Problem details ->
Among the entries below, one stretch runs from the line that contains "Ok(EntryMetadata::from_entry(key, &archive.entries[index]))" through the line that contains "anchored at both". Repeat that stretch exactly, ends included, and only that.

Data for this exercise ->
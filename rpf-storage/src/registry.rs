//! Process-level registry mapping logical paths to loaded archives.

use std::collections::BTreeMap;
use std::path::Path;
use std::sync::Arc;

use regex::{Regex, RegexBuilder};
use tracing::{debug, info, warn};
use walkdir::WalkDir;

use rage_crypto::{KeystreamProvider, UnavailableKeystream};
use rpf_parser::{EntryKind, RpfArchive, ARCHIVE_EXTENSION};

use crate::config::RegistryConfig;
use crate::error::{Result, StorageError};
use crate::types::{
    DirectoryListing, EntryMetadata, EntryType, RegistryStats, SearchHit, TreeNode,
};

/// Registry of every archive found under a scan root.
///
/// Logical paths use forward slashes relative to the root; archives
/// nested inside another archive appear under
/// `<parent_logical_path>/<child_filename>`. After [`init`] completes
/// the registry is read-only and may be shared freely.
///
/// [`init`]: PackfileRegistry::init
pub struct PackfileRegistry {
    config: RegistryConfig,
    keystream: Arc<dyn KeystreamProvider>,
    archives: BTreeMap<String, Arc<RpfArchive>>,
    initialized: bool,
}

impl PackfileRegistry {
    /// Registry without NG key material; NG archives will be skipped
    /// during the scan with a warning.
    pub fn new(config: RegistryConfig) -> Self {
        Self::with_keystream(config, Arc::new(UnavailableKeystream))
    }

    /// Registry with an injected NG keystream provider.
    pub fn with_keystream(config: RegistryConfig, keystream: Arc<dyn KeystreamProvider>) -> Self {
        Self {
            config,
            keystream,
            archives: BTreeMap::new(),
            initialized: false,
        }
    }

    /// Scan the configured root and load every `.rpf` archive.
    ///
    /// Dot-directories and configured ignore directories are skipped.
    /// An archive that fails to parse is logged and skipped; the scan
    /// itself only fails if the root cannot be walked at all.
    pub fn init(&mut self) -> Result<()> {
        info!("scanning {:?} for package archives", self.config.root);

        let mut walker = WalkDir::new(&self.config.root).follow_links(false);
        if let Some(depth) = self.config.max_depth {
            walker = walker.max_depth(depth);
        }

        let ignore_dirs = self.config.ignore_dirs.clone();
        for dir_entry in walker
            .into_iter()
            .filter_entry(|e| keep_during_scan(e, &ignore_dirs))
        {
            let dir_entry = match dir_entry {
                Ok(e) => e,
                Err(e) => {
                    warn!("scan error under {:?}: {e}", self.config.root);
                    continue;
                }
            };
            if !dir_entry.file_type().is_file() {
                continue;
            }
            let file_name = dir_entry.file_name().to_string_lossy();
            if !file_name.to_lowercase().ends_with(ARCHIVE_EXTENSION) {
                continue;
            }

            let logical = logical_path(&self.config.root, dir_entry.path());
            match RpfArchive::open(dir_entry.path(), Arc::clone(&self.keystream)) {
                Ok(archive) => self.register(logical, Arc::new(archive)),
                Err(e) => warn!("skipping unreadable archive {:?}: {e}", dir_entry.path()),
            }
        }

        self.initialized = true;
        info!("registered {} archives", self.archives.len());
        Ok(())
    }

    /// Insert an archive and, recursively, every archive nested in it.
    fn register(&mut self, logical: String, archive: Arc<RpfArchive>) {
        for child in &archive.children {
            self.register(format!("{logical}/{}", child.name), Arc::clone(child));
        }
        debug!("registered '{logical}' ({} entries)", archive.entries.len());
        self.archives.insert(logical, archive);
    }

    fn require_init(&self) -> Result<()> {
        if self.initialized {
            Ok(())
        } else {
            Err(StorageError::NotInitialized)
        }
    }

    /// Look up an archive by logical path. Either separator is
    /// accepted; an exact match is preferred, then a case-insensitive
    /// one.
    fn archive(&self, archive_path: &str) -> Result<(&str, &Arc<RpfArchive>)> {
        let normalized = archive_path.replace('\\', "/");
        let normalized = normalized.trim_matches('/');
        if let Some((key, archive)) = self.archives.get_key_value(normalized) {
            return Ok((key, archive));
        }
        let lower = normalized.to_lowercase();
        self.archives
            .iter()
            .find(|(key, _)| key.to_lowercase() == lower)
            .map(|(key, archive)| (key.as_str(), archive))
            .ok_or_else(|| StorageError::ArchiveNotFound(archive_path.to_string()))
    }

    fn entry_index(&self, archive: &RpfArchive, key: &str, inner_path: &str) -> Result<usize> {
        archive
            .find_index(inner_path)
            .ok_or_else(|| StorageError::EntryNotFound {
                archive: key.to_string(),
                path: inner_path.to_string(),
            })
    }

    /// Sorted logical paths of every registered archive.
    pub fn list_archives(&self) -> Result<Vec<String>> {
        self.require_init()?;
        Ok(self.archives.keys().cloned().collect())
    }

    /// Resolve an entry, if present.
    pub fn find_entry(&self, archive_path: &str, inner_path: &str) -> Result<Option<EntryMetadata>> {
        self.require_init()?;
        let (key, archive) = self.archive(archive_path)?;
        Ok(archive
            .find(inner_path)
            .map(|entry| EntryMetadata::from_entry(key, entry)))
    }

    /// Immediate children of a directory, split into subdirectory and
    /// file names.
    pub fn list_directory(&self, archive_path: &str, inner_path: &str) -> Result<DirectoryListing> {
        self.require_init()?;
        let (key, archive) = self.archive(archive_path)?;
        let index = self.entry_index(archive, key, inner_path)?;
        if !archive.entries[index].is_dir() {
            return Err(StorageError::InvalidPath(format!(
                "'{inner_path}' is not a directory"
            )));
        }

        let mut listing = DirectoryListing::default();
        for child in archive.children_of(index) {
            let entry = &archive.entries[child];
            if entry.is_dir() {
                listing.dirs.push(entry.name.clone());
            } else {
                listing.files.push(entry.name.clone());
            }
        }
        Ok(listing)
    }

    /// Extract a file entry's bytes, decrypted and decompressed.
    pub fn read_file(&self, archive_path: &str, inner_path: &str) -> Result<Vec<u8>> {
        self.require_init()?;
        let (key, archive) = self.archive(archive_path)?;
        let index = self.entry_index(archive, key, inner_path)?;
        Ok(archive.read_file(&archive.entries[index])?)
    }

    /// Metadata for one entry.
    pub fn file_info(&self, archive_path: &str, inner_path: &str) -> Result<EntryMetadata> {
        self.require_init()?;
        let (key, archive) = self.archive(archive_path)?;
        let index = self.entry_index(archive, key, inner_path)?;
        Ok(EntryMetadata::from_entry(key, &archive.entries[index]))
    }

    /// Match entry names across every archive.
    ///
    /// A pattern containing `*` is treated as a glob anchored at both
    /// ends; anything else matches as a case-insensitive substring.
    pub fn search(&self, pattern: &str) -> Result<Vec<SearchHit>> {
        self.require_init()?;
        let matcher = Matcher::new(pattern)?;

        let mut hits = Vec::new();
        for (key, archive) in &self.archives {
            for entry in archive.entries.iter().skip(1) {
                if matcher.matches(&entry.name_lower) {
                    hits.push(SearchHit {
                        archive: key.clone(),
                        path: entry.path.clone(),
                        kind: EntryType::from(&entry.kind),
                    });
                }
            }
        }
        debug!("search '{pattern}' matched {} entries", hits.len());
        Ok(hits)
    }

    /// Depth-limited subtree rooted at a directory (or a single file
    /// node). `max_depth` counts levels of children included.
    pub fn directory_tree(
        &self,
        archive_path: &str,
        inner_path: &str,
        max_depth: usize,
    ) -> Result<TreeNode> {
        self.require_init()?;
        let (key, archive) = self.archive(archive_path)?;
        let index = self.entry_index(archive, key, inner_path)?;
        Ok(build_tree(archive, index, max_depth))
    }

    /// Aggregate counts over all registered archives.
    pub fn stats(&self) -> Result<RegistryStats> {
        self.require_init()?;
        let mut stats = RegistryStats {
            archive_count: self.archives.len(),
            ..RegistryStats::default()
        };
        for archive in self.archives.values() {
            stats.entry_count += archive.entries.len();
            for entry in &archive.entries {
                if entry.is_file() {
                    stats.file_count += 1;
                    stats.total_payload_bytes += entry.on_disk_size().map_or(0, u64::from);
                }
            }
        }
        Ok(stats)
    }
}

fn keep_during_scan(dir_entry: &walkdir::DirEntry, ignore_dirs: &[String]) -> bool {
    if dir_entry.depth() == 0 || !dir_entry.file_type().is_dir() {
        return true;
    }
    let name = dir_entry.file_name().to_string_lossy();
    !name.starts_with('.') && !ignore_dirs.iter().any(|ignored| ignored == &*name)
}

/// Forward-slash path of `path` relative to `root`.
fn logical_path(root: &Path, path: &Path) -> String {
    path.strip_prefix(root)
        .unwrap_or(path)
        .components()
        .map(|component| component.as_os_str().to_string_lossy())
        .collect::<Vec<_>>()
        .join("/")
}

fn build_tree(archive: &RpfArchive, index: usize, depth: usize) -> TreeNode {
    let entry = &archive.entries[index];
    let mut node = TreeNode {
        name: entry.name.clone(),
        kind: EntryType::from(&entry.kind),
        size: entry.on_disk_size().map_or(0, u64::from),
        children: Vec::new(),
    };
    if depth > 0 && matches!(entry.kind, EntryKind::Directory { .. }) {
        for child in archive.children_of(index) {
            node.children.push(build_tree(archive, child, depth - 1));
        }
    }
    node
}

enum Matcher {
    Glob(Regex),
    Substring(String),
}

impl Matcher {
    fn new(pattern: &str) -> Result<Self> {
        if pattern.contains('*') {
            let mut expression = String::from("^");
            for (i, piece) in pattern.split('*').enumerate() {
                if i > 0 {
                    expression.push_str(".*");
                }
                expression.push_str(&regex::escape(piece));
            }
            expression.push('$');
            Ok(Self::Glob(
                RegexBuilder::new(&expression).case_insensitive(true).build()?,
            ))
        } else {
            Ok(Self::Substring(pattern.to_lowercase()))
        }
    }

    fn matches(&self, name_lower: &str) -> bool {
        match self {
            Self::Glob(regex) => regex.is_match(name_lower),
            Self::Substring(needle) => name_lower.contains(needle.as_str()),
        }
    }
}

Reply ->
        Ok(EntryMetadata::from_entry(key, &archive.entries[index]))
    }

    /// Match entry names across every archive.
    ///
    /// A pattern containing `*` is treated as a glob anchored at both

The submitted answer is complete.